Всеволод Гаврилович Политковский, выезжая в Енисейск по казенной надобности, любил часто останавливаться в гостях у Петра Васильевича Шумахера. В 1860-е годы имя этого человека хорошо было известно не только енисейцам. Шумахер первую половину своей жизни находился под покровительством графа Канкрина, который считался крестным отцом этого молодого повесы. Сначала министр финансов пристроил его в коммерческое училище, затем перевел на службу в Военное министерство, а потом взял к себе в Министерство финансов. После отставки Канкрина Петр Васильевич где только не был и где только не служил. В отставку он ушел, находясь в качестве чиновника особых поручений при генерал-губернаторе Восточной Сибири Муравьеве-Амурском.
В северной тайге Шумахер управлял Даниловским прииском по поручению золотопромышленной компании Красильникова. Женат он был на вдове Александре Петровне Прейн, родной внучке известного нижегородского богача Шушляева.
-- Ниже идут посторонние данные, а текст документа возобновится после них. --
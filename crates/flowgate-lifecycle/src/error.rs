//! Lifecycle error types.

use std::time::Duration;
use thiserror::Error;

/// Boxed error returned by components.
pub type BoxError = Box<dyn std::error::Error + Send + Sync>;

/// Error type for startup and shutdown failures.
#[derive(Error, Debug)]
pub enum LifecycleError {
    /// A startup hook failed.
    #[error("Startup hook failed: {0}")]
    StartupFailed(String),

    /// One or more shutdown hooks failed.
    #[error("Shutdown hook failed: {0}")]
    ShutdownFailed(String),

    /// A component operation failed.
    #[error("{component} failed to {operation}: {source}")]
    Component {
        /// Component name (server, scheduler, consumer, store name).
        component: String,
        /// What was being done.
        operation: &'static str,
        /// Underlying error.
        #[source]
        source: BoxError,
    },

    /// In-flight messages did not drain in time.
    #[error("{pending} message(s) still in flight after {waited:?}")]
    DrainTimeout {
        /// Messages still pending when the timeout elapsed.
        pending: usize,
        /// How long draining waited.
        waited: Duration,
    },

    /// Generic hook error.
    #[error("Lifecycle hook error: {message}")]
    HookError {
        /// Error message
        message: String,
        /// Optional source error
        #[source]
        source: Option<BoxError>,
    },
}

impl LifecycleError {
    /// Creates a new hook error with a message.
    pub fn new(message: impl Into<String>) -> Self {
        Self::HookError {
            message: message.into(),
            source: None,
        }
    }

    /// Creates a new hook error with a source.
    pub fn with_source(
        message: impl Into<String>,
        source: impl std::error::Error + Send + Sync + 'static,
    ) -> Self {
        Self::HookError {
            message: message.into(),
            source: Some(Box::new(source)),
        }
    }

    /// Creates a component error.
    pub fn component(
        component: impl Into<String>,
        operation: &'static str,
        source: impl Into<BoxError>,
    ) -> Self {
        Self::Component {
            component: component.into(),
            operation,
            source: source.into(),
        }
    }
}

/// Result type for lifecycle operations.
pub type LifecycleResult<T = ()> = Result<T, LifecycleError>;
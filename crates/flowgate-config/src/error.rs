//! Configuration error types.

use std::path::PathBuf;
use thiserror::Error;

/// Errors that can occur during configuration loading.
#[derive(Error, Debug)]
pub enum ConfigError {
    /// Configuration file not found.
    #[error("configuration file not found: {path}")]
    FileNotFound {
        /// Path to the missing file.
        path: PathBuf,
    },

    /// Failed to read configuration file.
    #[error("failed to read configuration file: {path}")]
    ReadError {
        /// Path to the file.
        path: PathBuf,
        /// Underlying error.
        #[source]
        source: std::io::Error,
    },

    /// TOML parsing error.
    #[error("failed to parse TOML configuration: {0}")]
    TomlError(#[from] toml::de::Error),

    /// JSON parsing error.
    #[error("failed to parse JSON configuration: {0}")]
    JsonError(#[from] serde_json::Error),

    /// `.env` file could not be loaded.
    #[error("failed to load .env file: {0}")]
    DotenvError(#[from] dotenvy::Error),

    /// Invalid configuration value.
    #[error("invalid configuration value for {field}: {reason}")]
    InvalidValue {
        /// The field with the invalid value.
        field: String,
        /// Explanation of why the value is invalid.
        reason: String,
    },

    /// Environment variable parsing error.
    #[error("failed to parse environment variable {var}: {reason}")]
    EnvParseError {
        /// The environment variable name.
        var: String,
        /// Explanation of the parsing error.
        reason: String,
    },

    /// Validation error after loading.
    #[error("configuration validation failed: {0}")]
    ValidationError(String),
}

impl ConfigError {
    /// Create a new file not found error.
    pub fn file_not_found(path: impl Into<PathBuf>) -> Self {
        Self::FileNotFound { path: path.into() }
    }

    /// Create a new read error.
    pub fn read_error(path: impl Into<PathBuf>, source: std::io::Error) -> Self {
        Self::ReadError {
            path: path.into(),
            source,
        }
    }

    /// Create a new invalid value error.
    pub fn invalid_value(field: impl Into<String>, reason: impl Into<String>) -> Self {
        Self::InvalidValue {
            field: field.into(),
            reason: reason.into(),
        }
    }

    /// Create a new environment variable parse error.
    pub fn env_parse_error(var: impl Into<String>, reason: impl Into<String>) -> Self {
        Self::EnvParseError {
            var: var.into(),
            reason: reason.into(),
        }
    }

    /// Create a new validation error.
    pub fn validation_error(message: impl Into<String>) -> Self {
        Self::ValidationError(message.into())
    }
}
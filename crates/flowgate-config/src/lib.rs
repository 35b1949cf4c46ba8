//! Typed configuration for flowgate services.
//!
//! This crate provides a strongly-typed configuration with support for:
//! - TOML and JSON configuration files
//! - `.env` files via `dotenvy`
//! - Environment variable overrides
//! - Strict validation (fails on unknown fields)
//! - Layered configuration (defaults → file → env)
//!
//! # Overview
//!
//! [`FlowgateConfig`] holds one section per component the service runs or
//! connects to:
//!
//! - [`ServerConfig`] - HTTP server (enabled, graceful shutdown, address)
//! - [`SchedulerConfig`] - job scheduler
//! - [`ConsumerConfig`] - message consumer and its drain settings
//! - [`DocumentStoreConfig`] / [`RelationalStoreConfig`] - data stores
//! - [`LoggingConfig`] - log level and format
//!
//! # Example
//!
//! ```no_run
//! use flowgate_config::{ConfigLoader, FlowgateConfig};
//!
//! # fn main() -> Result<(), flowgate_config::ConfigError> {
//! let config = ConfigLoader::new()
//!     .with_defaults()
//!     .with_file("flowgate.toml")?
//!     .with_env_prefix("FLOWGATE")
//!     .load()?;
//!
//! println!("Server will listen on: {}", config.server.http_addr);
//! # Ok(())
//! # }
//! ```
//!
//! # Configuration File Format
//!
//! ```toml
//! [server]
//! enabled = true
//! graceful_shutdown_enabled = true
//! http_addr = "0.0.0.0:8080"
//!
//! [scheduler]
//! enabled = true
//! graceful_shutdown_enabled = true
//!
//! [consumer]
//! enabled = true
//! graceful_shutdown_enabled = true
//! drain_poll_interval_ms = 1000
//! drain_timeout_secs = 30
//!
//! [document_store]
//! url = "mongodb://localhost:27017"
//! name = "orders"
//! auth_source = "admin"
//!
//! [relational_store]
//! url = "mssql://localhost:1433/orders"
//!
//! [logging]
//! level = "info"
//! format = "json"
//! ```
//!
//! # Environment Variable Overrides
//!
//! Values can be overridden with `PREFIX__SECTION__KEY`, for example:
//!
//! - `FLOWGATE__SERVER__HTTP_ADDR=0.0.0.0:9000`
//! - `FLOWGATE__CONSUMER__GRACEFUL_SHUTDOWN_ENABLED=false`
//! - `FLOWGATE__LOGGING__FORMAT=pretty`

#![warn(missing_docs)]

mod config;
mod error;
mod loader;
mod schema;

pub use config::*;
pub use error::ConfigError;
pub use loader::ConfigLoader;
pub use schema::*;
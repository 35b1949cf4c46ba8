//! # Flowgate Dispatch
//!
//! Predicate-based handler selection.
//!
//! A [`Dispatcher`] holds an ordered list of [`DispatchOption`]s, each a
//! [`When`] condition paired with a handler. Calling the dispatcher evaluates
//! the conditions in order against the call's arguments and invokes the first
//! matching handler with the same arguments.
//!
//! ## Conditions
//!
//! ```text
//! None                      always matches
//! When::Path("a.b")         value present and not `false`
//! When::AllPaths([..])      every path passes the Path rule
//! When::Matches({path: v})  every value equals v (strict or coerced)
//! When::Predicate(fn)       fn(args) == true
//! ```
//!
//! ## Example
//!
//! ```
//! use flowgate_core::Args;
//! use flowgate_dispatch::{DispatchOption, Dispatcher, When};
//! use serde_json::json;
//!
//! let dispatcher = Dispatcher::builder(
//!     DispatchOption::when(When::matches([("body.type", json!("refund"))]), |_: &Args| "refunds"),
//! )
//! .option(DispatchOption::when(When::all_paths(["body.amount", "body.currency"]), |_: &Args| "payments"))
//! .build();
//!
//! let args = Args::from(vec![json!({ "body": { "amount": 0, "currency": "EUR" } })]);
//! assert_eq!(dispatcher.dispatch(&args).unwrap(), Some("payments"));
//!
//! let args = Args::from(vec![json!({ "body": {} })]);
//! assert_eq!(dispatcher.dispatch(&args).unwrap(), None);
//! ```

#![doc(html_root_url = "https://docs.rs/flowgate-dispatch/0.1.0")]
#![warn(missing_docs)]
#![forbid(unsafe_code)]

pub mod dispatcher;
pub mod option;
pub mod predicate;

pub use dispatcher::{Dispatcher, DispatcherBuilder};
pub use option::{DispatchOption, HandlerFn};
pub use predicate::{PredicateFn, When};
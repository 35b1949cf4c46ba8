//! # Flowgate Middleware
//!
//! Sequential middleware flows for flowgate.
//!
//! A flow threads one [`Request`], one [`Response`] and one [`FlowState`]
//! through an ordered list of [`Handler`]s. Each handler either calls its
//! [`Next`] continuation or stops the flow by returning without calling it.
//!
//! ```text
//! HandlerList::run
//!   └─ Flow: h1 → next → h2 → next → h3
//!   └─ finish   (skipped when the response was sent)
//! ```
//!
//! ## Handler Shapes
//!
//! | Shape | Constructed with | Invoked as |
//! |-------|------------------|------------|
//! | Plain callable | [`Handler::from_fn`], [`Handler::named_fn`] | `f(request, response, next, state)` |
//! | Handler object | [`Handler::object`] | `m.handle(request, response, state, next)` |
//!
//! ## Key Features
//!
//! - **Short-circuit**: remaining handlers are skipped once the response is sent
//! - **Nesting**: a [`HandlerList`] is itself a handler object
//! - **Dispatch**: [`DispatchMiddleware`] selects one handler per call from a
//!   predicate [`Dispatcher`](flowgate_dispatch::Dispatcher)
//! - **Errors propagate**: nothing in a flow catches handler errors
//!
//! ## Example
//!
//! ```
//! use flowgate_middleware::{FlowState, Handler, HandlerList, Next, Request, Response};
//! use http::{Method, StatusCode, Uri};
//!
//! # tokio_test::block_on(async {
//! let list = HandlerList::new([Handler::named_fn("greet", |req, res, next, state| {
//!     Box::pin(async move {
//!         state.set("greeted", true);
//!         next.run(req, res, state).await
//!     })
//! })]);
//!
//! let finish = Next::terminal(|_req, res, _state| {
//!     Box::pin(async move {
//!         res.send(StatusCode::OK, "hello");
//!         Ok(())
//!     })
//! });
//!
//! let mut request = Request::new(Method::GET, Uri::from_static("/"));
//! let mut response = Response::new();
//! let mut state = FlowState::new();
//! list.run(&mut request, &mut response, &mut state, finish).await.unwrap();
//!
//! assert!(response.is_sent());
//! assert_eq!(state.get("greeted"), Some(&serde_json::json!(true)));
//! # });
//! ```

#![doc(html_root_url = "https://docs.rs/flowgate-middleware/0.1.0")]
#![warn(missing_docs)]
#![forbid(unsafe_code)]

pub mod adapter;
pub mod dispatch;
pub mod error;
pub mod flow;
pub mod middleware;
pub mod state;
pub mod types;

pub use adapter::HandlerList;
pub use dispatch::{snapshot, DispatchMiddleware};
pub use error::{FlowError, FlowResult};
pub use flow::{Flow, FlowBuilder};
pub use middleware::{BoxFuture, Handler, HandlerFn, Middleware, Next};
pub use state::FlowState;
pub use types::{Request, Response};
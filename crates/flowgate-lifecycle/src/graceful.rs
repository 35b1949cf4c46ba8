//! Graceful shutdown sequencing.
//!
//! Components are stopped in a fixed order:
//!
//! ```text
//! server → scheduler → consumer (cancel, drain, close) → relational store → document store
//! ```
//!
//! A component that is enabled but has graceful shutdown disabled ends the
//! sequence at once with [`ShutdownOutcome::Immediate`]; nothing after it
//! is stopped. Disabled components are skipped.

use crate::components::{Components, DataStore, MessageConsumer};
use crate::error::{LifecycleError, LifecycleResult};
use flowgate_config::FlowgateConfig;
use flowgate_telemetry::metrics::record_shutdown;
use std::time::{Duration, Instant};

/// How a shutdown run ended.
#[derive(Debug, Clone, Copy, PartialEq, Eq)]
pub enum ShutdownOutcome {
    /// Every step ran.
    Completed,
    /// A component asked for an immediate stop; later steps were skipped.
    Immediate {
        /// The component that ended the sequence.
        component: &'static str,
    },
}

impl ShutdownOutcome {
    /// Label used in logs and metrics.
    #[must_use]
    pub const fn as_str(&self) -> &'static str {
        match self {
            Self::Completed => "completed",
            Self::Immediate { .. } => "immediate",
        }
    }

    /// Process exit code for this outcome.
    #[must_use]
    pub const fn exit_code(&self) -> i32 {
        0
    }
}

/// Runs the shutdown sequence over a set of [`Components`].
///
/// # Example
///
/// ```rust,ignore
/// let graceful = GracefulShutdown::new(&config, components);
/// let outcome = graceful.run().await?;
/// std::process::exit(outcome.exit_code());
/// ```
#[derive(Debug, Clone)]
pub struct GracefulShutdown {
    config: FlowgateConfig,
    components: Components,
}

impl GracefulShutdown {
    /// Creates a shutdown sequence for `components` under `config`.
    #[must_use]
    pub fn new(config: &FlowgateConfig, components: Components) -> Self {
        Self {
            config: config.clone(),
            components,
        }
    }

    /// Runs the sequence.
    ///
    /// The first component error aborts the sequence and is returned.
    pub async fn run(&self) -> LifecycleResult<ShutdownOutcome> {
        let started = Instant::now();
        tracing::info!("graceful shutdown initialized");

        let result = self.run_steps().await;
        let elapsed = started.elapsed();

        match &result {
            Ok(outcome) => {
                record_shutdown(outcome.as_str(), elapsed);
                tracing::info!(
                    outcome = outcome.as_str(),
                    ?elapsed,
                    "shutdown finished"
                );
            }
            Err(e) => {
                record_shutdown("failed", elapsed);
                tracing::error!(error = %e, "shutdown failed");
            }
        }

        result
    }

    async fn run_steps(&self) -> LifecycleResult<ShutdownOutcome> {
        let server = &self.config.server;
        if server.enabled {
            if !server.graceful_shutdown_enabled {
                return Ok(immediate("server"));
            }
            if let Some(component) = &self.components.server {
                tracing::debug!("closing server");
                component
                    .close()
                    .await
                    .map_err(|e| LifecycleError::component("server", "close", e))?;
            }
        }

        let scheduler = &self.config.scheduler;
        if scheduler.enabled {
            if !scheduler.graceful_shutdown_enabled {
                return Ok(immediate("scheduler"));
            }
            if let Some(component) = &self.components.scheduler {
                tracing::debug!("waiting for scheduled jobs");
                component
                    .graceful_shutdown()
                    .await
                    .map_err(|e| LifecycleError::component("scheduler", "shut down", e))?;
            }
        }

        let consumer = &self.config.consumer;
        if consumer.enabled {
            if !consumer.graceful_shutdown_enabled {
                return Ok(immediate("consumer"));
            }
            if let Some(component) = &self.components.consumer {
                self.stop_consumer(component.as_ref()).await?;
            }
        }

        for store in self.components.stores() {
            disconnect(store.as_ref()).await?;
        }

        Ok(ShutdownOutcome::Completed)
    }

    async fn stop_consumer(&self, consumer: &dyn MessageConsumer) -> LifecycleResult {
        consumer
            .cancel_consumers()
            .await
            .map_err(|e| LifecycleError::component("consumer", "cancel consumers", e))?;

        let settings = &self.config.consumer;
        match drain(
            consumer,
            settings.drain_poll_interval(),
            settings.drain_timeout(),
        )
        .await
        {
            Ok(()) => {}
            // Timed out: log it and close the consumer regardless.
            Err(e @ LifecycleError::DrainTimeout { .. }) => {
                tracing::warn!(error = %e, "closing consumer with messages in flight");
            }
            Err(e) => return Err(e),
        }

        consumer
            .close_channel()
            .await
            .map_err(|e| LifecycleError::component("consumer", "close channel", e))?;
        consumer
            .close()
            .await
            .map_err(|e| LifecycleError::component("consumer", "close", e))?;
        Ok(())
    }
}

fn immediate(component: &'static str) -> ShutdownOutcome {
    tracing::info!(component, "graceful shutdown disabled, stopping immediately");
    ShutdownOutcome::Immediate { component }
}

async fn disconnect(store: &dyn DataStore) -> LifecycleResult {
    tracing::debug!(store = store.name(), "disconnecting");
    store
        .disconnect()
        .await
        .map_err(|e| LifecycleError::component(store.name(), "disconnect", e))
}

/// Waits until `consumer` reports no pending messages.
///
/// Polls every `poll_interval`. Fails with [`LifecycleError::DrainTimeout`]
/// if messages are still pending after `timeout`.
pub async fn drain(
    consumer: &dyn MessageConsumer,
    poll_interval: Duration,
    timeout: Duration,
) -> LifecycleResult {
    let mut last_pending = 0usize;

    let wait = async {
        loop {
            let pending = match consumer.pending_messages().await {
                Ok(pending) => pending,
                Err(e) => {
                    return Err(LifecycleError::component(
                        "consumer",
                        "count pending messages",
                        e,
                    ))
                }
            };
            last_pending = pending;
            if pending == 0 {
                return Ok(());
            }
            tracing::debug!(pending, "waiting for in-flight messages");
            tokio::time::sleep(poll_interval).await;
        }
    };

    let result = tokio::time::timeout(timeout, wait).await;
    match result {
        Ok(result) => result,
        Err(_) => Err(LifecycleError::DrainTimeout {
            pending: last_pending,
            waited: timeout,
        }),
    }
}
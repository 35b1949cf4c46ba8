//! Dispatch options: a predicate paired with a handler.

use crate::predicate::When;
use flowgate_core::{ArgumentContext, DispatchResult};
use std::fmt;
use std::sync::Arc;

/// A handler invoked with the dispatcher's arguments.
pub type HandlerFn<A, R> = Arc<dyn Fn(&A) -> R + Send + Sync>;

/// One entry of a [`Dispatcher`](crate::Dispatcher).
///
/// An option without a condition always matches. Options are immutable once
/// handed to a dispatcher.
///
/// # Example
///
/// ```
/// use flowgate_core::Args;
/// use flowgate_dispatch::{DispatchOption, When};
/// use serde_json::json;
///
/// let option = DispatchOption::when(When::matches([("kind", json!("order"))]), |_: &Args| "orders")
///     .strict(true)
///     .named("orders");
///
/// let args = Args::from(vec![json!({ "kind": "order" })]);
/// assert!(option.matches(&args).unwrap());
/// assert_eq!(option.invoke(&args), "orders");
/// ```
pub struct DispatchOption<A, R> {
    condition: Option<When<A>>,
    strict: bool,
    handler: HandlerFn<A, R>,
    name: Option<String>,
}

impl<A, R> DispatchOption<A, R> {
    /// Creates an option that always matches.
    pub fn always<F>(handler: F) -> Self
    where
        F: Fn(&A) -> R + Send + Sync + 'static,
    {
        Self {
            condition: None,
            strict: false,
            handler: Arc::new(handler),
            name: None,
        }
    }

    /// Creates an option guarded by `condition`.
    pub fn when<F>(condition: When<A>, handler: F) -> Self
    where
        F: Fn(&A) -> R + Send + Sync + 'static,
    {
        Self {
            condition: Some(condition),
            ..Self::always(handler)
        }
    }

    /// Creates an option whose handler returns a clone of `value`.
    pub fn constant(condition: Option<When<A>>, value: R) -> Self
    where
        R: Clone + Send + Sync + 'static,
    {
        Self {
            condition,
            ..Self::always(move |_| value.clone())
        }
    }

    /// Sets strict comparison for mapping predicates.
    pub fn strict(mut self, strict: bool) -> Self {
        self.strict = strict;
        self
    }

    /// Names the option for logs.
    pub fn named(mut self, name: impl Into<String>) -> Self {
        self.name = Some(name.into());
        self
    }

    /// Returns the condition, if any.
    pub fn condition(&self) -> Option<&When<A>> {
        self.condition.as_ref()
    }

    /// Returns whether mapping predicates compare strictly.
    pub fn is_strict(&self) -> bool {
        self.strict
    }

    /// Returns the option's name, if set.
    pub fn name(&self) -> Option<&str> {
        self.name.as_deref()
    }

    /// Invokes the handler.
    pub fn invoke(&self, args: &A) -> R {
        (self.handler)(args)
    }
}

impl<A: ArgumentContext, R> DispatchOption<A, R> {
    /// Evaluates the condition; an absent condition always matches.
    pub fn matches(&self, args: &A) -> DispatchResult<bool> {
        match &self.condition {
            None => Ok(true),
            Some(condition) => condition.evaluate(args, self.strict),
        }
    }
}

impl<A, R> Clone for DispatchOption<A, R> {
    fn clone(&self) -> Self {
        Self {
            condition: self.condition.clone(),
            strict: self.strict,
            handler: Arc::clone(&self.handler),
            name: self.name.clone(),
        }
    }
}

impl<A, R> fmt::Debug for DispatchOption<A, R> {
    fn fmt(&self, f: &mut fmt::Formatter<'_>) -> fmt::Result {
        f.debug_struct("DispatchOption")
            .field("name", &self.name)
            .field("condition", &self.condition)
            .field("strict", &self.strict)
            .finish_non_exhaustive()
    }
}

#[cfg(test)]
mod tests {
    use super::*;
    use flowgate_core::Args;
    use serde_json::json;

    #[test]
    fn test_always_matches() {
        let option = DispatchOption::always(|_: &Args| 1);
        assert!(option.condition().is_none());
        assert!(option.matches(&Args::new()).unwrap());
        assert!(option.matches(&Args::from(vec![json!(false)])).unwrap());
    }

    #[test]
    fn test_constant_returns_clone() {
        let option = DispatchOption::<Args, String>::constant(None, "fallback".to_string());
        assert_eq!(option.invoke(&Args::new()), "fallback");
        assert_eq!(option.invoke(&Args::new()), "fallback");
    }

    #[test]
    fn test_builder_methods() {
        let option = DispatchOption::when(When::path("a"), |_: &Args| ())
            .strict(true)
            .named("a-present");
        assert!(option.is_strict());
        assert_eq!(option.name(), Some("a-present"));
        assert_eq!(option.condition().map(When::kind), Some("path"));
    }

    #[test]
    fn test_strict_flows_into_evaluation() {
        let args = Args::from(vec![json!({ "n": "1" })]);
        let loose = DispatchOption::when(When::matches([("n", json!(1))]), |_: &Args| ());
        let strict = loose.clone().strict(true);
        assert!(loose.matches(&args).unwrap());
        assert!(!strict.matches(&args).unwrap());
    }
}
Шумахер, как утверждали современники, изображал из себя барина большой руки, без его разрешения никто не мог заехать на прииски компании Красильникова. Жил он по-барски в резиденции напротив Енисейска на правом берегу реки Енисей, воду для чая и кухни ему доставляли из середины реки на специальной лодке, поскольку береговая вода для него была слишком илистой. В своих воспоминаниях Шумахер писал, что знакомых имел мало, что знакомством с ним гордятся и хвастаются, что его боятся, потому что он любит говорить напрямки (Кытманов, И. Указ. соч. — С. 383).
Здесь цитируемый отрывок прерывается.